Asus has begun to tease its own portable game console, the ROG Ally, which it intends to position as a high-end offering for the handheld PC gaming market. With its ROG Ally, Asus is undoubtedly attempting to capitalise on the rise of portable x86-based game consoles, which has been fueled by the Steam Deck system and game developers’ desire to optimise their titles for these portable low-power PCs.
This week’s reveal, which included an April Fool’s joke that was not a joke, is less of an announcement more of a teaser on what Asus is working on. As a result, Asus hasn’t revealed many details about the device, let alone a release date or price.

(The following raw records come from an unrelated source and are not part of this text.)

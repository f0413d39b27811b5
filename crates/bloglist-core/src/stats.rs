//! Aggregate statistics over blog collections.
//!
//! Pure functions: every input is an ordered slice and order matters only for
//! breaking ties.

use std::collections::HashMap;

use serde::Serialize;

use crate::domain::Blog;

/// The most liked blog, reduced to the fields worth showing.
#[derive(Debug, Clone, PartialEq, Eq, Serialize)]
pub struct FavouriteBlog {
    pub title: String,
    pub author: Option<String>,
    pub likes: i64,
}

/// The author with the most posts.
#[derive(Debug, Clone, PartialEq, Eq, Serialize)]
pub struct AuthorBlogs {
    pub author: Option<String>,
    pub blogs: i64,
}

/// The author with the highest summed likes.
#[derive(Debug, Clone, PartialEq, Eq, Serialize)]
pub struct AuthorLikes {
    pub author: Option<String>,
    pub likes: i64,
}

/// Sum of likes; 0 for an empty slice. The exact sum is clamped to the `i64`
/// range.
pub fn total_likes(blogs: &[Blog]) -> i64 {
    clamp(blogs.iter().map(|b| i128::from(b.likes)).sum())
}

/// Like counts are unchecked `i64`s; sums are exact in `i128` and only clamped
/// when reported.
fn clamp(total: i128) -> i64 {
    i64::try_from(total).unwrap_or(if total > 0 { i64::MAX } else { i64::MIN })
}

/// First blog holding the maximum like count.
pub fn favourite_blog(blogs: &[Blog]) -> Option<FavouriteBlog> {
    let (first, rest) = blogs.split_first()?;
    let favourite = rest
        .iter()
        .fold(first, |max, blog| if blog.likes > max.likes { blog } else { max });

    Some(FavouriteBlog {
        title: favourite.title.clone(),
        author: favourite.author.clone(),
        likes: favourite.likes,
    })
}

/// Author with the most posts.
pub fn most_blogs(blogs: &[Blog]) -> Option<AuthorBlogs> {
    let (author, blogs) = first_to_reach(blogs.iter().map(|b| (b.author.as_deref(), 1)))?;
    Some(AuthorBlogs {
        author: author.map(str::to_string),
        blogs,
    })
}

/// Author with the highest summed likes.
pub fn most_likes(blogs: &[Blog]) -> Option<AuthorLikes> {
    let (author, likes) = first_to_reach(blogs.iter().map(|b| (b.author.as_deref(), b.likes)))?;
    Some(AuthorLikes {
        author: author.map(str::to_string),
        likes,
    })
}

/// Group `(author, amount)` entries by author and return the author with the
/// greatest total.
///
/// Ties go to the author whose running total hit the winning value first while
/// scanning left to right. The winner is compared against real totals only, so
/// a best total of 0 or below is still reported.
fn first_to_reach<'a>(
    entries: impl Iterator<Item = (Option<&'a str>, i64)>,
) -> Option<(Option<&'a str>, i64)> {
    let entries: Vec<_> = entries.collect();

    let mut totals: HashMap<Option<&str>, i128> = HashMap::new();
    for (author, amount) in &entries {
        *totals.entry(*author).or_insert(0) += i128::from(*amount);
    }
    let best = *totals.values().max()?;

    let mut running: HashMap<Option<&str>, i128> = HashMap::new();
    for (author, amount) in &entries {
        let sum = running.entry(*author).or_insert(0);
        *sum += i128::from(*amount);
        if *sum == best && totals.get(author) == Some(&best) {
            return Some((*author, clamp(best)));
        }
    }

    // A winning author's running total equals its final total after its last entry.
    None
}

Regardless, the company is confident enough in the product at this point to show off a prototype to whet gamers’ appetites ahead of what is presumably a full release later this year.
The company has yet to reveal the official launch date and pricing for the ASUS ROG Ally gaming console. However, as Dave2D mentioned in a video, the device is expected to be priced competitively, targeting competitors such as Ayaneo, as it will come pre-loaded with a variety of popular games, including titles from the popular ROG lineup. Buyers can sign up for updates on Best Buy’s micro-landing page to be notified when the ASUS ROG Ally gaming console is available for pre-order.
Gaming System Details
CPU and GPU are the cornerstones of every gaming system, beginning with Asus’s handheld console. As a result, for its ROG Ally, Asus chose a custom AMD system-on-chip with Zen 4 general-purpose cores and an RDNA 3-based integrated GPU. The SoC is manufactured by TSMC on one of its N4 process technologies (4nm-class), but its configuration is unknown, and we have no idea whether ROG Ally uses a semi-custom configuration of one of AMD’s Phoenix APUs, or if it uses a truly custom-designed SoC with certain console-exclusive perks.
The Asus ROG Ally includes a proprietary connector that is divided into two parts: one transmits PCIe 3.0 x8 data, while the other is a USB-C connector that transmits power and USB data. This connector can then be used to connect an external Asus ROG XG Mobile dock with just an external GPU (up to GeForce RTX 4090 Laptop GPU) and external display connectors, effectively transforming the portable game console into a higher performance desktop gaming system. Whereas most portable game consoles could really work with external displays as well as attach an external GPU (albeit with some tricks), Asus is counting on enabling this capability by default to differentiate its ROG Ally.
The Alloy’s custom APU will then be used to power a 7-inch Full-HD (1080p) display with a maximum brightness of 500 nits and a refresh rate of up to 120 Hz. The inclusion of such a high-performance display on a battery-constrained device is an intriguing choice, and while it may appear to be overkill at first glance, YouTuber Dave2D, who was one of only two people to get an early look at the console, claims that the built-in GPU can indeed take advantage of a higher refresh rate.
Other notable hardware features include soldered-down (presumably) LPDDR5 memory, an M.2-2230 NVMe SSD, a Wi-Fi as well as Bluetooth adapter, a MicroSD card slot, a USB Type-C port for charging and display output, and even a TRRS audio connector for headsets.
In terms of software, the Asus ROG Ally runs Microsoft’s Windows 11 operating system and should be compatible with all modern Windows games, including those available from Steam, Epic Games Store, and Xbox Game Pass. Of course, the Asus ROG Ally has a significant advantage over Valve’s Steam Deck, which also runs a custom version of Linux and is not compatible with all games – but getting desktop Windows to play nicely with handheld computers has historically been difficult.
Despite this, Dave2D believes that Steam Deck has an advantage over ROG Ally in terms of ergonomics. However, when operating in 15W mode, the Asus portable game console is quieter and runs cooler.
From a hardware standpoint, the Asus ROG Ally game console appears to be quite impressive. Meanwhile, its software is still in the early stages of development, according to Dave2D, implying that it will not be available anytime soon. This could explain why Asus chose not to reveal the game console’s final specifications and instead only gave it to two YouTubers for a test run.
Asus reportedly claims that the ROG Ally console’s price will be competitive, though this is a pretty ambiguous statement because if it performs two times faster than Valve’s Steam Deck (INR 57,499) and therefore is priced roughly 50% higher (say INR 81,999 – INR 90,999), one could argue that its price is competitive because its price performance ratio is so good. Meanwhile, Asus has announced that its device will be available worldwide.
In any case, Asus’s attempt to enter the portable gaming console market looks promising from a hardware standpoint (i.e., on paper). It remains to be seen how comfortable the console is to use, how much it costs, and how long the high-specced device can be used on the go.
Above all, the machine in the video appeared to be fully designed and ready to launch as a powerful entry into the portable gaming market. It was certainly more realistic than what Asus posted on April Fools’ Day 2022, promoting a concept “Smart Lens” for eye-controlled gestures (also featured in the Ally launch video) that was later revealed to be a hoax. Furthermore, Asus is the company that recently released the ROG Flow Z13 Acronym portable, which defies all belief and understanding.